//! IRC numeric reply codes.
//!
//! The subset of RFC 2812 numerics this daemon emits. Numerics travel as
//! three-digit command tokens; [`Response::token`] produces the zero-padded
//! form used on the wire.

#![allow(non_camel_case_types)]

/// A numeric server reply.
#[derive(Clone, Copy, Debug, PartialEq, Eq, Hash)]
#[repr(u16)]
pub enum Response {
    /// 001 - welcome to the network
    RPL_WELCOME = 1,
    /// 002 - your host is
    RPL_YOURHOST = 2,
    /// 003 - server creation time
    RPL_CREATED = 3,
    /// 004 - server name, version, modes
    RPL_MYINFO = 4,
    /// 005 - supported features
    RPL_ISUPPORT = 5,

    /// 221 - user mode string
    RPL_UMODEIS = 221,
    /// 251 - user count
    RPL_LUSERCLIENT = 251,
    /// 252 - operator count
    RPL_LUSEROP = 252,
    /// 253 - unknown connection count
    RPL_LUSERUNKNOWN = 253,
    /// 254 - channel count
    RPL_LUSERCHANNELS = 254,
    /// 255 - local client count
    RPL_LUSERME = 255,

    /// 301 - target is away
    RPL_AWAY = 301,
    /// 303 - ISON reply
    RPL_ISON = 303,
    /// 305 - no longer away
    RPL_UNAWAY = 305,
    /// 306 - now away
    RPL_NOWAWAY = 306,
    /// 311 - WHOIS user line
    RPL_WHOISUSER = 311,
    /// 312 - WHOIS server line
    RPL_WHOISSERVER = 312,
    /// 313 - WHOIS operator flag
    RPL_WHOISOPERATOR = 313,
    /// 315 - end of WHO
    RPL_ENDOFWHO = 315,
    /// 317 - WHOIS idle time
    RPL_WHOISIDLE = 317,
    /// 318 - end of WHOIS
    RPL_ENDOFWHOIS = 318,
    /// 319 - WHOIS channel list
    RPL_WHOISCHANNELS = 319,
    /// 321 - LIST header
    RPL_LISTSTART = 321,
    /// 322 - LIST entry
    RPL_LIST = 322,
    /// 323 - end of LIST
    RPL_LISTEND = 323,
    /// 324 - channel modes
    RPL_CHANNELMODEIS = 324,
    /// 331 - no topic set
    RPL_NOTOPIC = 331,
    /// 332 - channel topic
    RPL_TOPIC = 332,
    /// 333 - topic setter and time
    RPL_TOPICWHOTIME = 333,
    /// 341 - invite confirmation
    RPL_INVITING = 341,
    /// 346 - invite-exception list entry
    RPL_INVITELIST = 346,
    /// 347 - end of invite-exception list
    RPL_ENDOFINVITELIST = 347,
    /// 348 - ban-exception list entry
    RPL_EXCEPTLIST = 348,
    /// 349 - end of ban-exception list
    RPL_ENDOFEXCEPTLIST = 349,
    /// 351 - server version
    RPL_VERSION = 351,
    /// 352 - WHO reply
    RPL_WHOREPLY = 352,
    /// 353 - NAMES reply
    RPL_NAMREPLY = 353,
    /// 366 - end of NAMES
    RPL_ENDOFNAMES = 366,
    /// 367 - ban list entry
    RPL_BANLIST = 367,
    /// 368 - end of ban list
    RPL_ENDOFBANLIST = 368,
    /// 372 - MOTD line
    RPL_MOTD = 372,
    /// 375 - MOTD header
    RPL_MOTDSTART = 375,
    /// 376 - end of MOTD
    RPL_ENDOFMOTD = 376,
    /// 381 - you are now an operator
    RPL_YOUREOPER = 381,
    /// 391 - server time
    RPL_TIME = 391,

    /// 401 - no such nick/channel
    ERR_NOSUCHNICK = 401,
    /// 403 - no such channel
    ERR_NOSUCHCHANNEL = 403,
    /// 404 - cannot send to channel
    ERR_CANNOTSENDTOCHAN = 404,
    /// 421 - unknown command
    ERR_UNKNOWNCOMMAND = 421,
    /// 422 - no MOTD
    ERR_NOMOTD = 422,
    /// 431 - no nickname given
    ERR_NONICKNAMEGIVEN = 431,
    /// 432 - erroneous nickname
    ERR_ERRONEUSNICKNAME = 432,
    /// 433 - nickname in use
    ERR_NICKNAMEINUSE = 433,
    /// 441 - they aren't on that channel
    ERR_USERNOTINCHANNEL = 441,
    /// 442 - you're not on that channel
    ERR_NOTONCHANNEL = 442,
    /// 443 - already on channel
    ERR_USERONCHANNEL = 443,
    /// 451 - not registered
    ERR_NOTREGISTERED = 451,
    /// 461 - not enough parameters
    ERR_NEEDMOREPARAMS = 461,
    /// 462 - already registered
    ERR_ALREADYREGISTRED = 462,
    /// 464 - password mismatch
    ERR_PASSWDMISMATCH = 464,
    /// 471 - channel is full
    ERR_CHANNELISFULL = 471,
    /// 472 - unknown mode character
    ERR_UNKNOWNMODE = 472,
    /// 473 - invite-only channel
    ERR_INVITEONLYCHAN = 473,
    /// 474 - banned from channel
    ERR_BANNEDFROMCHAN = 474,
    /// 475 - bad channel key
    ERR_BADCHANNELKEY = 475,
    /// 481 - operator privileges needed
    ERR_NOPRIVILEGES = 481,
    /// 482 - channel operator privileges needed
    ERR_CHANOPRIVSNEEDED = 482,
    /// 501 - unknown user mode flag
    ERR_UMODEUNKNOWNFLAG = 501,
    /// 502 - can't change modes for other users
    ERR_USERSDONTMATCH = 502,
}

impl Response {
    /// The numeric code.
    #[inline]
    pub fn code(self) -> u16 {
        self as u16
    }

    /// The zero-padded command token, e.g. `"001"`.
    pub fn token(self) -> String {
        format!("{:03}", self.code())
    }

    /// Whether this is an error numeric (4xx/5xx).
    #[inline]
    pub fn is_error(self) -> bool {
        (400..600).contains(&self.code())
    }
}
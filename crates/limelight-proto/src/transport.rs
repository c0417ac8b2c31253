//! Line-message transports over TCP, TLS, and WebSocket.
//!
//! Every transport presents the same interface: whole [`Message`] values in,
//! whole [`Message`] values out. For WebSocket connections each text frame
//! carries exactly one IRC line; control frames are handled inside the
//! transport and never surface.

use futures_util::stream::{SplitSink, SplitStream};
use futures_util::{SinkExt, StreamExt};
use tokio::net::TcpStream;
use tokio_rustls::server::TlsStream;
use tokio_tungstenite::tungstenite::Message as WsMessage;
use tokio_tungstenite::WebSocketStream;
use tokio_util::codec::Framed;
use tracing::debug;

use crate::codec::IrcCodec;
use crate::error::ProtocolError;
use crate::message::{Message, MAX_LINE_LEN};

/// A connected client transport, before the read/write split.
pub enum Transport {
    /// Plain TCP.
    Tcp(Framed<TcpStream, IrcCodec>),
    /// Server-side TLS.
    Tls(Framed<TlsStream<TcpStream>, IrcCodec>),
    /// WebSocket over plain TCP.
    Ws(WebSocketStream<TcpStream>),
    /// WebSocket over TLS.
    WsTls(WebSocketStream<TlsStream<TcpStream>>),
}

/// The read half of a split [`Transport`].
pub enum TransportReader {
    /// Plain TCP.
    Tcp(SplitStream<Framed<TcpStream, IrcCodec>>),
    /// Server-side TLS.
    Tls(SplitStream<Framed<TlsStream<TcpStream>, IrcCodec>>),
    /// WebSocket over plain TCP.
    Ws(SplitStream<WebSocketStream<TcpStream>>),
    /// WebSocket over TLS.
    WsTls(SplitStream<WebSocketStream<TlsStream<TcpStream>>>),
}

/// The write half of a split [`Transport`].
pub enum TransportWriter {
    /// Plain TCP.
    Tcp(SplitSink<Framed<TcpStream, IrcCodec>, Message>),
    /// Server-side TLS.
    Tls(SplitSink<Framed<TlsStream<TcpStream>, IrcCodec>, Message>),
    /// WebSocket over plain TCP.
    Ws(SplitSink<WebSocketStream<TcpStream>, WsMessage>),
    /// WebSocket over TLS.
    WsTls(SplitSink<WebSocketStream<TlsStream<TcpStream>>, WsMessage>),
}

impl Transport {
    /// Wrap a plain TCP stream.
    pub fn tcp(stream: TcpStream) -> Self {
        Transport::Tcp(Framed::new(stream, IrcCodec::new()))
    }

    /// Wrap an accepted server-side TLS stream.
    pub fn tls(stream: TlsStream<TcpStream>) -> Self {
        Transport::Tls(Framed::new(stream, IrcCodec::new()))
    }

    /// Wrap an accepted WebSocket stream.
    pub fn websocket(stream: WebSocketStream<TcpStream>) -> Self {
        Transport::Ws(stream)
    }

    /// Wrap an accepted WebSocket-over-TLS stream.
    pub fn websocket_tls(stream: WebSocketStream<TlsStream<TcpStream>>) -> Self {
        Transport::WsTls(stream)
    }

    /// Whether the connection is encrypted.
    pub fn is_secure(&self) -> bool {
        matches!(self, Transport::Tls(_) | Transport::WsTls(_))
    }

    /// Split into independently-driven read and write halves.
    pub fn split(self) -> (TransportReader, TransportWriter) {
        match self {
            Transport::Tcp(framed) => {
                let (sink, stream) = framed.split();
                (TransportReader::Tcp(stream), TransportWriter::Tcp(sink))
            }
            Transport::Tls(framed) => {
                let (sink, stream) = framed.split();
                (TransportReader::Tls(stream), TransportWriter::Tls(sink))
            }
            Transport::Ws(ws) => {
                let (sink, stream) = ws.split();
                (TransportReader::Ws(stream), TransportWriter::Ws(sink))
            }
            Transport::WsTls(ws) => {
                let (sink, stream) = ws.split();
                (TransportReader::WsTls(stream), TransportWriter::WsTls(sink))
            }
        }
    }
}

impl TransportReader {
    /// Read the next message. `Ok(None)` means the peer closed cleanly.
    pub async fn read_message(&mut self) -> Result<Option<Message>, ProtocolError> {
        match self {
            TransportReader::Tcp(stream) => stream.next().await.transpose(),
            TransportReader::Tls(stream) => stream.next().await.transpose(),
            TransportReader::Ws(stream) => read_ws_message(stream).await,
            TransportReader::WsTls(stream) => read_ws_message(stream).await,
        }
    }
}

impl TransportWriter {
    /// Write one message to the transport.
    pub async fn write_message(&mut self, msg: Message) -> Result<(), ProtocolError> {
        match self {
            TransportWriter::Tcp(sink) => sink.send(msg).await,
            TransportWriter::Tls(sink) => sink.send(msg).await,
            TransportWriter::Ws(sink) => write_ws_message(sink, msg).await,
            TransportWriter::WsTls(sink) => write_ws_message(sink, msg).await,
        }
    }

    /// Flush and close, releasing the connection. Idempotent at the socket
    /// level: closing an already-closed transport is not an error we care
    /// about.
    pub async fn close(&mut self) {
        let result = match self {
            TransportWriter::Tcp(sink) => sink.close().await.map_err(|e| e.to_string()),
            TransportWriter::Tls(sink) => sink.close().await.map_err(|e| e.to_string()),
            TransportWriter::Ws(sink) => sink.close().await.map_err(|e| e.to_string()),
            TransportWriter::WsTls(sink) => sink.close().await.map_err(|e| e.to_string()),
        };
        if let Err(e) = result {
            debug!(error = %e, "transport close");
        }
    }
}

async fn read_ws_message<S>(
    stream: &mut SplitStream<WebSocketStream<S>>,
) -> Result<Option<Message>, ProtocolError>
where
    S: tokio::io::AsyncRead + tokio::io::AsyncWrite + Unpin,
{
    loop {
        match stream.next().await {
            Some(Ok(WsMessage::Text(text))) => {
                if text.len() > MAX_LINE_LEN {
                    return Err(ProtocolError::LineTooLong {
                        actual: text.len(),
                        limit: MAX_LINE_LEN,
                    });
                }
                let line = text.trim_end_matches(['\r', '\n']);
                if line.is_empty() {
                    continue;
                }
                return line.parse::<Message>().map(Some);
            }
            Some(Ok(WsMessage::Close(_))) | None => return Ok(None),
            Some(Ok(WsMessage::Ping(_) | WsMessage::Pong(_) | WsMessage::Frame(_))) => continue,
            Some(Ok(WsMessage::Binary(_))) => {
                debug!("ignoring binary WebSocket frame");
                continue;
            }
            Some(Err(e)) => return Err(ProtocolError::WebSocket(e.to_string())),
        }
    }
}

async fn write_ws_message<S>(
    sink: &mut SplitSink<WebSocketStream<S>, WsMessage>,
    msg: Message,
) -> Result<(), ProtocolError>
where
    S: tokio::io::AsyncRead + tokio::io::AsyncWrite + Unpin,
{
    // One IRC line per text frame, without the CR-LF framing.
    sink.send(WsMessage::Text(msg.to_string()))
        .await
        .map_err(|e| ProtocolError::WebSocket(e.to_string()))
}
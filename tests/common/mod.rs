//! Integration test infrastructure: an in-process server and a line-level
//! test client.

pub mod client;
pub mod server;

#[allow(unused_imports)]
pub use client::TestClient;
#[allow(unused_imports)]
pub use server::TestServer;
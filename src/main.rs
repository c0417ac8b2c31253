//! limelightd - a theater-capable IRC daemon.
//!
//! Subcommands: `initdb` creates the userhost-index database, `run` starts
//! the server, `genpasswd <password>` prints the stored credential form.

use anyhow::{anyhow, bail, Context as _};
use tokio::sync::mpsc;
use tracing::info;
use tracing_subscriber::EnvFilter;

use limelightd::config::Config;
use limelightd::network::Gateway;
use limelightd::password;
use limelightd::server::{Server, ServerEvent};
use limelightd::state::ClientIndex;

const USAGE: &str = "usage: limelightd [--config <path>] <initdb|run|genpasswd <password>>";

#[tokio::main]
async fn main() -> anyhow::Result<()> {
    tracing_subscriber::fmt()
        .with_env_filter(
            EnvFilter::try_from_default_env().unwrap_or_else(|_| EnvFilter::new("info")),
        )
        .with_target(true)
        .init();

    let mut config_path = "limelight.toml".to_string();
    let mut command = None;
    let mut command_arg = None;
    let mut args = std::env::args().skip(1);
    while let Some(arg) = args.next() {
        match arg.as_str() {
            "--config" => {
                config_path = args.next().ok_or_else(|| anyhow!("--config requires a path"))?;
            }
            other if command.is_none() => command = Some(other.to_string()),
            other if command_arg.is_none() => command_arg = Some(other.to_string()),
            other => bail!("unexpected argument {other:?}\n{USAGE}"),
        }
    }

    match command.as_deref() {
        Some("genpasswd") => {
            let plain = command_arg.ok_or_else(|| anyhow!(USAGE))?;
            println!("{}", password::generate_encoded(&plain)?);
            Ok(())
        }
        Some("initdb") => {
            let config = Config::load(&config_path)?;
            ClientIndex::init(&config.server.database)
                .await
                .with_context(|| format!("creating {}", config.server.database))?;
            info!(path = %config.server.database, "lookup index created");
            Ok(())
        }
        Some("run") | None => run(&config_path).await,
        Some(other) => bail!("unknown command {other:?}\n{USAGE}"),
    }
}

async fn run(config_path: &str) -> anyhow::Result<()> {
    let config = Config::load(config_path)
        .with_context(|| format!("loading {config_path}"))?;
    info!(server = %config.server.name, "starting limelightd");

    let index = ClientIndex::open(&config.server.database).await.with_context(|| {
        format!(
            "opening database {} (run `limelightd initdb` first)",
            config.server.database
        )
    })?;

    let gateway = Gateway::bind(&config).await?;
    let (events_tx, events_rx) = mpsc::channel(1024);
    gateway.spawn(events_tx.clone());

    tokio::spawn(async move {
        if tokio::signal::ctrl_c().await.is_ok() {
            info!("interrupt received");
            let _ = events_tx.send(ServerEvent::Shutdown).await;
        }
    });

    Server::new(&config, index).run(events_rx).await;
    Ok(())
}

=====

-- Problem requirements --
For each line in the records that holds "password", show that line as it stands.

-- Result for this task --
    /// 464 - password mismatch
//! the server, `genpasswd <password>` prints the stored credential form.
use limelightd::password;
const USAGE: &str = "usage: limelightd [--config <path>] <initdb|run|genpasswd <password>>";
            println!("{}", password::generate_encoded(&plain)?);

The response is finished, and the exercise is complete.